# How to complete this task
Run through the records and, wherever a line holds the word "failure", return that line.

Information shown: Begin

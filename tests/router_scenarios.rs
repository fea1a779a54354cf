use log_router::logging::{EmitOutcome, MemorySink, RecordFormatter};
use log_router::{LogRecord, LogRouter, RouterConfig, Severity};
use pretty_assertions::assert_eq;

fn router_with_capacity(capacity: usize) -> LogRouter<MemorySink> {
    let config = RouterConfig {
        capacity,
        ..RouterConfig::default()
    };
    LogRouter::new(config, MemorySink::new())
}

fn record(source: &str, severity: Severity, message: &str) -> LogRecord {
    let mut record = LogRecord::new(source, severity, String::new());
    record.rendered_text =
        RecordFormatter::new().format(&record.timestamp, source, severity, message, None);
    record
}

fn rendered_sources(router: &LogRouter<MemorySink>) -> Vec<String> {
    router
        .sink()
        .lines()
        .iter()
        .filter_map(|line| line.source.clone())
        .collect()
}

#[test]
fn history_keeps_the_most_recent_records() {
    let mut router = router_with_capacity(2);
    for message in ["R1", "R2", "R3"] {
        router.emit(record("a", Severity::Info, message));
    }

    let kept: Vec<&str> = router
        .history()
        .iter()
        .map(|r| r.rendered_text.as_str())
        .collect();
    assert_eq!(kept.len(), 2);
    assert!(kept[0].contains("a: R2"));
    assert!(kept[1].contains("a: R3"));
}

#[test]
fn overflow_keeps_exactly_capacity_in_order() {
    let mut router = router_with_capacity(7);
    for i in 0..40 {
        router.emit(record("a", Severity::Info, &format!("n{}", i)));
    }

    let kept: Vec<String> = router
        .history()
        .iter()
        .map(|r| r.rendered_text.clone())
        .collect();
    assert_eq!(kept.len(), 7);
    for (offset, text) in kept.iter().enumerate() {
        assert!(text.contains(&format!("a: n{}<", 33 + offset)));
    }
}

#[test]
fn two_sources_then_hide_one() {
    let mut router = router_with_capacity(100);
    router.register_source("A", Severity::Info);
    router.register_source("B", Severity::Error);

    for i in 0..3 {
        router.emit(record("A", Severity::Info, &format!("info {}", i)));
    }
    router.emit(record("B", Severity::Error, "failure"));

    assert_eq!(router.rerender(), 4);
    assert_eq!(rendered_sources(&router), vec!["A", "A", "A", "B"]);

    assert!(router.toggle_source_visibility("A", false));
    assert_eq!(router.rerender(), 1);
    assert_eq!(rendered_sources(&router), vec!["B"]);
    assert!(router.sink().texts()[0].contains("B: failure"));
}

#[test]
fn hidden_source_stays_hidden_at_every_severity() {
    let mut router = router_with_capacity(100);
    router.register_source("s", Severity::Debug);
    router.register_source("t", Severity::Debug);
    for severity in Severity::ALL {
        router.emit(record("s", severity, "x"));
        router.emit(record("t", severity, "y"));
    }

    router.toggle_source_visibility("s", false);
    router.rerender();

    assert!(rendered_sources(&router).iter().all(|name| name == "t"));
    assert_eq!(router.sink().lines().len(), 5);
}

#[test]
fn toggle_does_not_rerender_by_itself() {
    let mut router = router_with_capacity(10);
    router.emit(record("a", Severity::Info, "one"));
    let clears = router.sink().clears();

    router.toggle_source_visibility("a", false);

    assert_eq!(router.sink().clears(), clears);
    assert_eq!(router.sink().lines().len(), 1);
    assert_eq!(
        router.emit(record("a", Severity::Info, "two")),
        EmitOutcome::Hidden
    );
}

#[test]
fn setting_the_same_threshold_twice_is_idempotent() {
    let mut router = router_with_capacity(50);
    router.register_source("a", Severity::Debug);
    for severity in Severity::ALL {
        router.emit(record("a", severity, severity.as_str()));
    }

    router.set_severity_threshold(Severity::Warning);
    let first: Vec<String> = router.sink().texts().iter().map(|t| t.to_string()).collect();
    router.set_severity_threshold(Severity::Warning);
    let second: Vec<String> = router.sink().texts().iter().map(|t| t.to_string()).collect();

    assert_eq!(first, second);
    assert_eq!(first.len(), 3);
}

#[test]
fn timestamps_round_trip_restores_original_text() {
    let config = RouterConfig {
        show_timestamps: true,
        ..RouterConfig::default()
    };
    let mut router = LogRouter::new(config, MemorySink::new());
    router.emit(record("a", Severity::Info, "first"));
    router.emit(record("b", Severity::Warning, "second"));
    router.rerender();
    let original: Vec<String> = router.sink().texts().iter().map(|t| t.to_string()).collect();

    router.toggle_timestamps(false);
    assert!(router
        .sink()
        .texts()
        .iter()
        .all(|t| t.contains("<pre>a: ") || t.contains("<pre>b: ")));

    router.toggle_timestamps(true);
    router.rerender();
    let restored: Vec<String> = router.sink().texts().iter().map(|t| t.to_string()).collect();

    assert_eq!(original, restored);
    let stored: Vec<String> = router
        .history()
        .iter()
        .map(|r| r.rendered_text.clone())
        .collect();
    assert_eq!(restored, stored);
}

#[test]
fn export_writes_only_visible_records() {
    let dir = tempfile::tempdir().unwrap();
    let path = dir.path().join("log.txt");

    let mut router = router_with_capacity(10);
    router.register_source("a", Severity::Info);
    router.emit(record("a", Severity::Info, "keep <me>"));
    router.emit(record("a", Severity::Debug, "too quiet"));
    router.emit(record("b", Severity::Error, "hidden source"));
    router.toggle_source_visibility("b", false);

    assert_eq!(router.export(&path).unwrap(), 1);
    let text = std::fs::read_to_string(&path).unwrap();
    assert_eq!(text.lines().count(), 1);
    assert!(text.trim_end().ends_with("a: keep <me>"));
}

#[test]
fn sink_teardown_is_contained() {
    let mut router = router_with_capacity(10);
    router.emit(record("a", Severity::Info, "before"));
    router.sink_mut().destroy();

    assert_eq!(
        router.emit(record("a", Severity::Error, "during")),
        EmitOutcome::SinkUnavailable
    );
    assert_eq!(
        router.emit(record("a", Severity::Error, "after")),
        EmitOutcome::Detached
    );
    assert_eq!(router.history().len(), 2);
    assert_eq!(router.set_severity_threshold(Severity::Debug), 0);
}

Information shown: End

# Task response
    router.emit(record("B", Severity::Error, "failure"));
    assert!(router.sink().texts()[0].contains("B: failure"));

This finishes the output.